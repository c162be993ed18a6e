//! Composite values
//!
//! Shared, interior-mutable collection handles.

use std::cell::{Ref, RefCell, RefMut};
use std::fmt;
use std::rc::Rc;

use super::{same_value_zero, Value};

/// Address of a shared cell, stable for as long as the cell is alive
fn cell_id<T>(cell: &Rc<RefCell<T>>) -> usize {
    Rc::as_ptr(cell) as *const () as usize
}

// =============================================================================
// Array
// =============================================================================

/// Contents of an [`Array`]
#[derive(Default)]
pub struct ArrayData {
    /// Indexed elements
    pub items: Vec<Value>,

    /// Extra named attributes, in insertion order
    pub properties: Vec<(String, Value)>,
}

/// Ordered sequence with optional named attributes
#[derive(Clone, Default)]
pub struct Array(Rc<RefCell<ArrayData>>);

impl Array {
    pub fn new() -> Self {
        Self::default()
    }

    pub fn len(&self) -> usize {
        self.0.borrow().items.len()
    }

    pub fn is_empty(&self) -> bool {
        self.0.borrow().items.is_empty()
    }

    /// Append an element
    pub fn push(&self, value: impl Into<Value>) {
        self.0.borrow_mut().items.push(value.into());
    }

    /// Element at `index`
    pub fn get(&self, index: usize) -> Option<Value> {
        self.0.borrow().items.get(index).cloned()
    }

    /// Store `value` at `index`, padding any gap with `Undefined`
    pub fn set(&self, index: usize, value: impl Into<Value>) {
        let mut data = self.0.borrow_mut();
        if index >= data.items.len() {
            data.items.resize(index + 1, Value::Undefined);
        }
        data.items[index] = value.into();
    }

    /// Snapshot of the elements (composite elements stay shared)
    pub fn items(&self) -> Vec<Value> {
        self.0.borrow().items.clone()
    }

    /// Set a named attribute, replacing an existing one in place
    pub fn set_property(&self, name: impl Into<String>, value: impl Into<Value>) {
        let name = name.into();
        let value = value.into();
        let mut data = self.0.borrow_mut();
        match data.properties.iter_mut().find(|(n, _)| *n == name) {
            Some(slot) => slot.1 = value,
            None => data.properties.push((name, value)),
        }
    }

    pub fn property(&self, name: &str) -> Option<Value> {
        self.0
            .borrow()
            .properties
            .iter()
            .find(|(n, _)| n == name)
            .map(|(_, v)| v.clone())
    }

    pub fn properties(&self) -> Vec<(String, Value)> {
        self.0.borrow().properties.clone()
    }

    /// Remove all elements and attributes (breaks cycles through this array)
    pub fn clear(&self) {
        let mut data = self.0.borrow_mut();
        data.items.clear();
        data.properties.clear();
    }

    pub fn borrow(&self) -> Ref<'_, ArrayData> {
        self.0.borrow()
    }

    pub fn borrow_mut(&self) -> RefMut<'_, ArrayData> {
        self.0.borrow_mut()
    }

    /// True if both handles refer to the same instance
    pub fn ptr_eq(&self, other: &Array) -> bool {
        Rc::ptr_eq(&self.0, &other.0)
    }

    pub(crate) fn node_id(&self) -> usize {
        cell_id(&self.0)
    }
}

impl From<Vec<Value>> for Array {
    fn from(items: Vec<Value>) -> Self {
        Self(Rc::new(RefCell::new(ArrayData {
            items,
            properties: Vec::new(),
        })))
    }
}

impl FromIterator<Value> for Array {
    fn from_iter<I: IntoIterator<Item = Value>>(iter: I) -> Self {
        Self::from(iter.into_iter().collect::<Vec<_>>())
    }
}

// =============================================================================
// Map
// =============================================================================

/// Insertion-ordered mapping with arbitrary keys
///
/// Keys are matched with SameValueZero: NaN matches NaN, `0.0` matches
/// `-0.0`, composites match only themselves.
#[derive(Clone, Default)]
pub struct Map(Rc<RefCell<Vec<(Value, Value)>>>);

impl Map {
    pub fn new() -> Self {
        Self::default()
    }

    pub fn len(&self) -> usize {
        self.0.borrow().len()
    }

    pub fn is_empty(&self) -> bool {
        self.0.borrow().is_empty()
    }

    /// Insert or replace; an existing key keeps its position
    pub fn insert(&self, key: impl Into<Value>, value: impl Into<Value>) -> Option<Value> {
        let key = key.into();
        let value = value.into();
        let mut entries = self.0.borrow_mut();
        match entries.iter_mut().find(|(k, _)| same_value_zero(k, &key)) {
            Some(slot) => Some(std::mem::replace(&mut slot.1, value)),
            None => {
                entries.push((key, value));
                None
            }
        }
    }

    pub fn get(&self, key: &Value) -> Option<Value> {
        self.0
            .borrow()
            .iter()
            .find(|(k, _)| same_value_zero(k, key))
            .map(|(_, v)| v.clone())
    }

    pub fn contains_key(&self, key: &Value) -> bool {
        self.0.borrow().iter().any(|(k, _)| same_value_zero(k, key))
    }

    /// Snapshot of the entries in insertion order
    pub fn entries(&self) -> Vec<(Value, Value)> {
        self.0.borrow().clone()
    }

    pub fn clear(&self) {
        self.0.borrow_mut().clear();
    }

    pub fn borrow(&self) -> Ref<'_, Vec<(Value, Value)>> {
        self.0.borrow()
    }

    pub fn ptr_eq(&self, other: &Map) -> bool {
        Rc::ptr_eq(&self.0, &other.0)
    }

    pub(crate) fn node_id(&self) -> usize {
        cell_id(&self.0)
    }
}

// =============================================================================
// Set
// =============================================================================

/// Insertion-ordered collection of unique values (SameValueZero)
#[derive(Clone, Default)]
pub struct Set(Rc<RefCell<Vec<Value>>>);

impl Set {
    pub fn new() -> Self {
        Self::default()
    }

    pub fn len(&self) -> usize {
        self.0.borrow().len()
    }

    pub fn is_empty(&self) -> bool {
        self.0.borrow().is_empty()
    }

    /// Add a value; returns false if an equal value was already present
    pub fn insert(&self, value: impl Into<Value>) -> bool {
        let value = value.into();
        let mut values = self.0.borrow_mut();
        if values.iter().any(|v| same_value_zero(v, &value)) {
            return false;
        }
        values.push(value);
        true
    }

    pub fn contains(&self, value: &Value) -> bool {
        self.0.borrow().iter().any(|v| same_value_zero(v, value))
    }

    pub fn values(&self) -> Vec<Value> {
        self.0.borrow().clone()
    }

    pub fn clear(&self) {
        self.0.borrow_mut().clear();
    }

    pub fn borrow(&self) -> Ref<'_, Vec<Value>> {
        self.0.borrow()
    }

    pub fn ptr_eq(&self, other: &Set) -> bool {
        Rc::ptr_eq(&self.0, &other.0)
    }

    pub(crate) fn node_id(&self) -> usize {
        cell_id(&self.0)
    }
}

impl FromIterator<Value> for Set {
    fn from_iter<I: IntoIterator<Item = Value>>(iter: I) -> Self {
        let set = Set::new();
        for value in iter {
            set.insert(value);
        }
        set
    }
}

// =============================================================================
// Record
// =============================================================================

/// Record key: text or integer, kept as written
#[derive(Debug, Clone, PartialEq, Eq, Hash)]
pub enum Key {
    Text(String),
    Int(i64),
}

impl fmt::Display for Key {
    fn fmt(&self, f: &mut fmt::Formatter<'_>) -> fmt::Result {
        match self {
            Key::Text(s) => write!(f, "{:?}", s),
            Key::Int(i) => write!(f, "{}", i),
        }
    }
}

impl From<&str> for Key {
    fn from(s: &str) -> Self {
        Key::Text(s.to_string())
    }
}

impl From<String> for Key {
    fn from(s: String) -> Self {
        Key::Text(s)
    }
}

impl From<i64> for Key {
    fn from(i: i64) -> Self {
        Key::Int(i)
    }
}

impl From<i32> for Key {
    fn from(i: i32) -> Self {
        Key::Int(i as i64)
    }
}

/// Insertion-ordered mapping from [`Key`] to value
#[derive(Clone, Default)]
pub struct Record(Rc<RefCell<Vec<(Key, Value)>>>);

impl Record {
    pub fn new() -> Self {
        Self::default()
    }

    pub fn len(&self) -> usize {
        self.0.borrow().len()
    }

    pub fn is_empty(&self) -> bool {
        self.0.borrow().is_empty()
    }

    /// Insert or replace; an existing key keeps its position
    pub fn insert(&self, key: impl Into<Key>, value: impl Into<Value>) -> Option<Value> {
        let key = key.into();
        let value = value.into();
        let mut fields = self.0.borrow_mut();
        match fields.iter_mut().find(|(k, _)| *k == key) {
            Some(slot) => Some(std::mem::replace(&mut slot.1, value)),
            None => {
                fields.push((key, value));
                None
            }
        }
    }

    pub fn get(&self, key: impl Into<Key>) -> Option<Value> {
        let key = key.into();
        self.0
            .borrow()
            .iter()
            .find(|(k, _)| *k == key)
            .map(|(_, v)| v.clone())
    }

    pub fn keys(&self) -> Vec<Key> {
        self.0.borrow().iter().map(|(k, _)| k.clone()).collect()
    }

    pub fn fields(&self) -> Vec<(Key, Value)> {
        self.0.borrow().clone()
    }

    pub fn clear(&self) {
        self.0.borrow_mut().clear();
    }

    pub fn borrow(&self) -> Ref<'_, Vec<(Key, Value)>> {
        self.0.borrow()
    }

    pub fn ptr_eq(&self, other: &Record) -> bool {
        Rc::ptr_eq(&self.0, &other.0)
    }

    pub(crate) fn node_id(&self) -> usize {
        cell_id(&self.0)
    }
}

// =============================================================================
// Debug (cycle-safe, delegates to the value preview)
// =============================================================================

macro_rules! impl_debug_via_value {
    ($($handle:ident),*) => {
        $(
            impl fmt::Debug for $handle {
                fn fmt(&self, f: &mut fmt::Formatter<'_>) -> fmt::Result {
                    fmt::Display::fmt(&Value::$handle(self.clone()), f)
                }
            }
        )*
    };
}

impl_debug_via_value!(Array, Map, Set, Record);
-=-=-=-=-
Copy whichever lines in the listing above hold "with".

● **ANSWER BOX**
/// Ordered sequence with optional named attributes
    /// Store `value` at `index`, padding any gap with `Undefined`
/// Insertion-ordered mapping with arbitrary keys
/// Keys are matched with SameValueZero: NaN matches NaN, `0.0` matches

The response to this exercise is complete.